» Work to complete: Search the data for the word "stopped" and copy every line that contains it.

[Start of section]

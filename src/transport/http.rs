//! HTTP transport backed by reqwest.
//!
//! # Responsibilities
//! - Resolve an endpoint against the backend or AI base URL
//! - Attach bearer token and a fresh request id
//! - Enforce the per-call deadline
//! - Map HTTP statuses to `FetchError`

use std::sync::Arc;
use std::time::Duration;

use arc_swap::ArcSwapOption;
use futures_util::future::{BoxFuture, FutureExt};
use reqwest::header::RETRY_AFTER;
use reqwest::StatusCode;
use serde_json::Value;
use url::Url;
use uuid::Uuid;

use crate::config::HttpConfig;
use crate::resilience::timeouts::with_timeout;
use crate::transport::{Dependency, Endpoint, FetchError, FetchResult, Method, Transport};

pub const X_REQUEST_ID: &str = "x-request-id";

/// JSON-over-HTTP transport for both upstream services.
pub struct HttpTransport {
    client: reqwest::Client,
    backend_url: Url,
    ai_url: Url,
    timeout: Duration,
    unwrap_envelope: bool,
    token: ArcSwapOption<String>,
}

impl HttpTransport {
    pub fn new(config: &HttpConfig) -> Result<Self, url::ParseError> {
        Ok(Self {
            client: reqwest::Client::new(),
            backend_url: Url::parse(&config.backend_url)?,
            ai_url: Url::parse(&config.ai_url)?,
            timeout: config.request_timeout(),
            unwrap_envelope: config.unwrap_envelope,
            token: ArcSwapOption::empty(),
        })
    }

    /// Install a new credential. In-flight calls keep the one they started with.
    pub fn set_token(&self, token: impl Into<String>) {
        self.token.store(Some(Arc::new(token.into())));
    }

    pub fn clear_token(&self) {
        self.token.store(None);
    }

    pub fn has_token(&self) -> bool {
        self.token.load().is_some()
    }

    fn url_for(&self, endpoint: &Endpoint) -> String {
        let base = match endpoint.dependency {
            Dependency::Backend => &self.backend_url,
            Dependency::Ai => &self.ai_url,
        };
        format!("{}{}", base.as_str().trim_end_matches('/'), endpoint.path)
    }

    async fn send(&self, endpoint: &Endpoint) -> FetchResult<Value> {
        let url = self.url_for(endpoint);
        let method = match endpoint.method {
            Method::Get => reqwest::Method::GET,
            Method::Post => reqwest::Method::POST,
            Method::Put => reqwest::Method::PUT,
            Method::Delete => reqwest::Method::DELETE,
        };
        let request_id = Uuid::new_v4().to_string();

        let mut request = self
            .client
            .request(method, &url)
            .header(X_REQUEST_ID, &request_id);
        if !endpoint.query.is_empty() {
            request = request.query(&endpoint.query);
        }
        if let Some(token) = self.token.load_full() {
            request = request.bearer_auth(token.as_str());
        }
        if let Some(body) = &endpoint.body {
            request = request.json(body);
        }

        tracing::trace!(url = %url, request_id = %request_id, "Sending request");
        let response = request
            .send()
            .await
            .map_err(|e| FetchError::Transport(e.to_string()))?;

        let status = response.status();
        if status == StatusCode::UNAUTHORIZED || status == StatusCode::FORBIDDEN {
            return Err(FetchError::Unauthorized(status.as_u16()));
        }
        if status == StatusCode::TOO_MANY_REQUESTS {
            let retry_after = response
                .headers()
                .get(RETRY_AFTER)
                .and_then(|v| v.to_str().ok())
                .and_then(|v| v.trim().parse::<u64>().ok())
                .map(Duration::from_secs);
            return Err(FetchError::RateLimited { retry_after });
        }
        if !status.is_success() {
            tracing::debug!(url = %url, status = %status, request_id = %request_id, "Non-success status");
            return Err(FetchError::Status(status.as_u16()));
        }

        let body: Value = response
            .json()
            .await
            .map_err(|e| FetchError::Decode(e.to_string()))?;

        Ok(if self.unwrap_envelope {
            unwrap_envelope(body)
        } else {
            body
        })
    }
}

impl Transport for HttpTransport {
    type Payload = Value;

    fn perform<'a>(&'a self, endpoint: &'a Endpoint) -> BoxFuture<'a, FetchResult<Value>> {
        with_timeout(self.timeout, self.send(endpoint)).boxed()
    }
}

/// Most backend endpoints answer `{ "success": .., "data": .. }`; keep the data.
pub fn unwrap_envelope(body: Value) -> Value {
    match body {
        Value::Object(mut map) if map.contains_key("data") => {
            map.remove("data").unwrap_or(Value::Null)
        }
        other => other,
    }
}
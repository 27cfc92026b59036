//! Resilience subsystem.
//!
//! # Data Flow
//! ```text
//! Call to a dependency:
//!     → circuit_breaker.rs (fail fast while the dependency is down)
//!     → timeouts.rs (enforce the per-call deadline)
//!     → On failure: retries.rs (decide backoff, pause or hint)
//!     → backoff.rs (compute the next fire delay)
//! ```
//!
//! # Design Decisions
//! - Timeouts are non-negotiable; every external call has a deadline
//! - Breakers and the gate annotate and forward errors, never swallow them
//! - Only the scheduler turns a run of failures into a paused key

pub mod backoff;
pub mod circuit_breaker;
pub mod retries;
pub mod timeouts;

pub use backoff::DelayPolicy;
pub use circuit_breaker::{CircuitBreaker, CircuitBreakerConfig, CircuitBreakers, CircuitState};
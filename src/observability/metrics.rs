//! Metrics collection and exposition.
//!
//! # Metrics
//! - `sync_polls_total` (counter): settled polls by key and outcome
//! - `sync_cache_entries` (gauge): entries held by the request cache
//! - `sync_inflight_requests` (gauge): de-duplicated calls currently outstanding
//! - `sync_gate_requests_total` (counter): gate results (hit, joined, issued)
//! - `sync_circuit_state` (gauge): 0=closed, 1=half-open, 2=open
//! - `sync_circuit_rejections_total` (counter): calls short-circuited by a breaker

use std::net::SocketAddr;

use metrics::{counter, gauge};
use metrics_exporter_prometheus::PrometheusBuilder;

use crate::resilience::circuit_breaker::CircuitState;

/// Install the Prometheus recorder and its scrape listener.
pub fn init_metrics(addr: SocketAddr) {
    match PrometheusBuilder::new().with_http_listener(addr).install() {
        Ok(()) => tracing::info!(address = %addr, "Metrics exporter listening"),
        Err(e) => tracing::error!(error = %e, "Failed to install metrics exporter"),
    }
}

pub fn record_poll(key: &str, outcome: &'static str) {
    counter!("sync_polls_total", "key" => key.to_string(), "outcome" => outcome).increment(1);
}

pub fn record_cache_size(size: usize) {
    gauge!("sync_cache_entries").set(size as f64);
}

pub fn record_inflight(count: usize) {
    gauge!("sync_inflight_requests").set(count as f64);
}

pub fn record_gate_result(result: &'static str) {
    counter!("sync_gate_requests_total", "result" => result).increment(1);
}

pub fn record_circuit_state(dependency: &str, state: CircuitState) {
    let value = match state {
        CircuitState::Closed => 0.0,
        CircuitState::HalfOpen => 1.0,
        CircuitState::Open => 2.0,
    };
    gauge!("sync_circuit_state", "dependency" => dependency.to_string()).set(value);
}

pub fn record_circuit_rejection(dependency: &str) {
    counter!("sync_circuit_rejections_total", "dependency" => dependency.to_string()).increment(1);
}
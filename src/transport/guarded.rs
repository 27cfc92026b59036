//! Circuit-breaker gating for protected dependencies.

use futures_util::future::{BoxFuture, FutureExt};

use crate::resilience::CircuitBreakers;
use crate::transport::{Endpoint, FetchResult, Transport};

/// Routes calls to protected dependencies through their breaker.
///
/// Calls to unprotected dependencies pass straight through.
pub struct GuardedTransport<T> {
    inner: T,
    breakers: CircuitBreakers,
}

impl<T: Transport> GuardedTransport<T> {
    pub fn new(inner: T, breakers: CircuitBreakers) -> Self {
        Self { inner, breakers }
    }

    pub fn inner(&self) -> &T {
        &self.inner
    }

    pub fn breakers(&self) -> &CircuitBreakers {
        &self.breakers
    }
}

impl<T: Transport> Transport for GuardedTransport<T> {
    type Payload = T::Payload;

    fn perform<'a>(&'a self, endpoint: &'a Endpoint) -> BoxFuture<'a, FetchResult<Self::Payload>> {
        let dependency = endpoint.dependency.as_str();
        if !self.breakers.is_protected(dependency) {
            return self.inner.perform(endpoint);
        }

        let breaker = self.breakers.get_or_create(dependency);
        async move { breaker.call(|| self.inner.perform(endpoint)).await }.boxed()
    }
}
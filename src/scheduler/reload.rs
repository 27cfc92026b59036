//! Applying `[[polls]]` changes to a running scheduler.

use std::collections::HashMap;

use crate::config::PollSpec;
use crate::scheduler::{PollConfig, PollingScheduler};
use crate::transport::Transport;

/// What a reload changed.
#[derive(Debug, Default, Clone, Copy, PartialEq, Eq)]
pub struct ReloadSummary {
    pub started: usize,
    pub rescheduled: usize,
    pub replaced: usize,
    pub stopped: usize,
    pub unchanged: usize,
}

/// Bring the scheduler from `previous` registrations to `next`.
///
/// New keys start, interval-only changes go through `update_interval`, any other
/// change re-registers, and keys no longer listed stop.
pub fn apply_polls<P: Transport>(
    scheduler: &PollingScheduler<P>,
    previous: &[PollSpec],
    next: &[PollSpec],
) -> ReloadSummary {
    let before: HashMap<&str, &PollSpec> = previous.iter().map(|s| (s.key.as_str(), s)).collect();
    let after: HashMap<&str, &PollSpec> = next.iter().map(|s| (s.key.as_str(), s)).collect();
    let mut summary = ReloadSummary::default();

    for spec in next {
        match before.get(spec.key.as_str()) {
            None => {
                scheduler.start_polling(&spec.key, PollConfig::from(spec));
                summary.started += 1;
            }
            Some(old) if *old == spec => summary.unchanged += 1,
            Some(old) if spec.differs_only_in_interval(old) => {
                scheduler.update_interval(&spec.key, spec.interval());
                summary.rescheduled += 1;
            }
            Some(_) => {
                scheduler.start_polling(&spec.key, PollConfig::from(spec));
                summary.replaced += 1;
            }
        }
    }

    for spec in previous {
        if !after.contains_key(spec.key.as_str()) && scheduler.stop_polling(&spec.key) {
            summary.stopped += 1;
        }
    }

    tracing::info!(
        started = summary.started,
        rescheduled = summary.rescheduled,
        replaced = summary.replaced,
        stopped = summary.stopped,
        "Poll registrations applied"
    );
    summary
}
//! Lifecycle management subsystem.
//!
//! # Data Flow
//! ```text
//! Shutdown (shutdown.rs):
//!     trigger() → sweeper, admin server and daemon loop observe the broadcast
//!
//! Signals (signals.rs):
//!     SIGINT/SIGTERM → trigger graceful shutdown
//! ```
//!
//! # Design Decisions
//! - One broadcast channel; every long-running task subscribes
//! - The scheduler is torn down last so in-flight fetches can settle

pub mod shutdown;
pub mod signals;

pub use shutdown::Shutdown;
//! Deterministic request keys.

use std::fmt;

use serde::Serialize;

use crate::transport::Endpoint;

/// Key derived from a request's method, endpoint and body.
///
/// Query parameters are emitted in key order (they live in a `BTreeMap`) so two
/// descriptors that differ only in insertion order share a fingerprint.
#[derive(Debug, Clone, PartialEq, Eq, Hash, PartialOrd, Ord, Serialize)]
pub struct Fingerprint(String);

impl Fingerprint {
    pub fn of(endpoint: &Endpoint) -> Self {
        let mut key = format!(
            "{} {}:{}",
            endpoint.method.as_str(),
            endpoint.dependency,
            endpoint.path
        );

        if !endpoint.query.is_empty() {
            let query: Vec<String> = endpoint
                .query
                .iter()
                .map(|(k, v)| format!("{}={}", k, v))
                .collect();
            key.push('?');
            key.push_str(&query.join("&"));
        }

        if let Some(body) = &endpoint.body {
            key.push('#');
            key.push_str(&body.to_string());
        }

        Self(key)
    }

    pub fn as_str(&self) -> &str {
        &self.0
    }
}

impl From<&str> for Fingerprint {
    fn from(raw: &str) -> Self {
        Self(raw.to_string())
    }
}

impl fmt::Display for Fingerprint {
    fn fmt(&self, f: &mut fmt::Formatter<'_>) -> fmt::Result {
        f.write_str(&self.0)
    }
}

#[cfg(test)]
mod tests {
    use super::*;
    use crate::transport::{Dependency, Method};
    use serde_json::json;

    #[test]
    fn test_query_order_is_irrelevant() {
        let a = Endpoint::get("/market/quotes")
            .with_query("symbols", "AAPL")
            .with_query("range", "1d");
        let b = Endpoint::get("/market/quotes")
            .with_query("range", "1d")
            .with_query("symbols", "AAPL");
        assert_eq!(Fingerprint::of(&a), Fingerprint::of(&b));
        assert_eq!(
            Fingerprint::of(&a).as_str(),
            "GET backend:/market/quotes?range=1d&symbols=AAPL"
        );
    }

    #[test]
    fn test_method_body_and_dependency_distinguish() {
        let get = Endpoint::get("/chat");
        let post = Endpoint::get("/chat").with_body(Method::Post, json!({"message": "hi"}));
        let ai = Endpoint::get("/chat").with_dependency(Dependency::Ai);

        assert_ne!(Fingerprint::of(&get), Fingerprint::of(&post));
        assert_ne!(Fingerprint::of(&get), Fingerprint::of(&ai));
        assert!(Fingerprint::of(&post).as_str().ends_with("#{\"message\":\"hi\"}"));
    }
}
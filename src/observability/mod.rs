//! Observability subsystem.
//!
//! # Data Flow
//! ```text
//! gate / breaker / scheduler produce:
//!     → logging.rs (structured tracing events)
//!     → metrics.rs (counters and gauges)
//!
//! Consumers:
//!     → stdout (pretty or JSON lines)
//!     → Prometheus scrape endpoint
//! ```
//!
//! # Design Decisions
//! - Every log line carries the polling key or fingerprint it concerns
//! - Metric updates are plain facade calls; without an installed recorder they are no-ops

pub mod logging;
pub mod metrics;
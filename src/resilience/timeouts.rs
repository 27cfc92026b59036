//! Timeout enforcement.
//!
//! Every transport call carries a deadline. A timeout is reported as
//! `FetchError::Timeout` and is accounted like any other transient failure.

use std::future::Future;
use std::time::Duration;

use tokio::time;

use crate::transport::{FetchError, FetchResult};

/// Run `fut` with a deadline.
pub async fn with_timeout<T, Fut>(duration: Duration, fut: Fut) -> FetchResult<T>
where
    Fut: Future<Output = FetchResult<T>>,
{
    match time::timeout(duration, fut).await {
        Ok(result) => result,
        Err(_) => Err(FetchError::Timeout(duration)),
    }
}

#[cfg(test)]
mod tests {
    use super::*;

    #[tokio::test(start_paused = true)]
    async fn test_timeout_maps_to_fetch_error() {
        let result: FetchResult<u8> = with_timeout(Duration::from_secs(1), async {
            time::sleep(Duration::from_secs(5)).await;
            Ok(1)
        })
        .await;
        assert_eq!(result, Err(FetchError::Timeout(Duration::from_secs(1))));
    }

    #[tokio::test(start_paused = true)]
    async fn test_inner_result_passes_through() {
        let ok: FetchResult<u8> = with_timeout(Duration::from_secs(1), async { Ok(3) }).await;
        assert_eq!(ok, Ok(3));

        let err: FetchResult<u8> =
            with_timeout(Duration::from_secs(1), async { Err(FetchError::Status(500)) }).await;
        assert_eq!(err, Err(FetchError::Status(500)));
    }
}
//! Transport subsystem.
//!
//! # Data Flow
//! ```text
//! RequestGate perform()
//!     → guarded.rs (circuit breaker for protected dependencies)
//!     → http.rs (reqwest call with deadline, bearer token, request id)
//!     → status mapping into FetchError
//! ```
//!
//! # Design Decisions
//! - The core only sees the `Transport` trait; payloads are opaque
//! - Response bodies are decoded to JSON but never interpreted
//! - Token rotation is lock-free (arc-swap) so in-flight calls are unaffected

pub mod guarded;
pub mod http;
pub mod types;

use futures_util::future::BoxFuture;

pub use guarded::GuardedTransport;
pub use http::HttpTransport;
pub use types::{Dependency, Endpoint, ErrorKind, FetchError, FetchResult, Method};

/// The single network primitive the core consumes.
pub trait Transport: Send + Sync + 'static {
    type Payload: Clone + Send + Sync + 'static;

    /// Perform one call for `endpoint`.
    fn perform<'a>(&'a self, endpoint: &'a Endpoint)
        -> BoxFuture<'a, FetchResult<Self::Payload>>;
}
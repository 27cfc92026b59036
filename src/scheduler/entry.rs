//! Per-key polling state.

use std::time::Duration;

use serde::Serialize;
use tokio::task::JoinHandle;
use tokio::time::Instant;

use crate::config::PollSpec;
use crate::transport::{Endpoint, FetchError};

/// What to poll and how often.
#[derive(Debug, Clone, PartialEq)]
pub struct PollConfig {
    pub endpoint: Endpoint,
    /// Nominal delay between fires.
    pub interval: Duration,
    /// Critical keys keep full cadence while hidden.
    pub critical: bool,
    /// Cache TTL for fetched payloads; derived from the interval when unset.
    pub ttl: Option<Duration>,
}

impl PollConfig {
    pub fn new(endpoint: Endpoint, interval: Duration) -> Self {
        Self {
            endpoint,
            interval,
            critical: false,
            ttl: None,
        }
    }

    pub fn critical(mut self) -> Self {
        self.critical = true;
        self
    }

    pub fn with_ttl(mut self, ttl: Duration) -> Self {
        self.ttl = Some(ttl);
        self
    }
}

impl From<&PollSpec> for PollConfig {
    fn from(spec: &PollSpec) -> Self {
        Self {
            endpoint: spec.endpoint(),
            interval: spec.interval(),
            critical: spec.critical,
            ttl: spec.ttl_ms.map(Duration::from_millis),
        }
    }
}

pub(crate) struct PollEntry {
    pub config: PollConfig,
    /// Bumped on every (re)registration; stale timers compare against it.
    pub generation: u64,
    pub enabled: bool,
    pub error_count: u32,
    /// Consecutive rate-limited or circuit-open responses.
    pub throttle_streak: u32,
    /// A fetch for this key is outstanding.
    pub firing: bool,
    /// Bumped whenever a timer is scheduled; a timer only fires if it is the latest.
    pub armed: u64,
    pub next_fire_at: Option<Instant>,
    pub last_error: Option<FetchError>,
    pub timer: Option<JoinHandle<()>>,
}

impl PollEntry {
    pub fn new(config: PollConfig, generation: u64) -> Self {
        Self {
            config,
            generation,
            enabled: true,
            error_count: 0,
            throttle_streak: 0,
            firing: false,
            armed: 0,
            next_fire_at: None,
            last_error: None,
            timer: None,
        }
    }

    /// Abort the pending timer, if any. An in-flight fetch is left alone.
    pub fn cancel_timer(&mut self) {
        if let Some(timer) = self.timer.take() {
            timer.abort();
        }
        self.next_fire_at = None;
    }

    /// Waiting on a timer rather than fetching or paused.
    pub fn is_idle(&self) -> bool {
        self.enabled && !self.firing && self.timer.is_some()
    }

    pub fn status(&self, key: &str, has_data: bool) -> KeyStatus {
        KeyStatus {
            key: key.to_string(),
            enabled: self.enabled,
            critical: self.config.critical,
            base_interval_ms: self.config.interval.as_millis() as u64,
            error_count: self.error_count,
            firing: self.firing,
            next_fire_in_ms: self
                .next_fire_at
                .map(|at| at.saturating_duration_since(Instant::now()).as_millis() as u64),
            last_error: self.last_error.as_ref().map(ToString::to_string),
            has_data,
        }
    }
}

impl Drop for PollEntry {
    fn drop(&mut self) {
        self.cancel_timer();
    }
}

/// Introspection view of one key.
#[derive(Debug, Clone, Serialize)]
pub struct KeyStatus {
    pub key: String,
    pub enabled: bool,
    pub critical: bool,
    pub base_interval_ms: u64,
    pub error_count: u32,
    pub firing: bool,
    pub next_fire_in_ms: Option<u64>,
    pub last_error: Option<String>,
    pub has_data: bool,
}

[End of section]

» Solution:
    pub stopped: usize,
            summary.stopped += 1;
        stopped = summary.stopped,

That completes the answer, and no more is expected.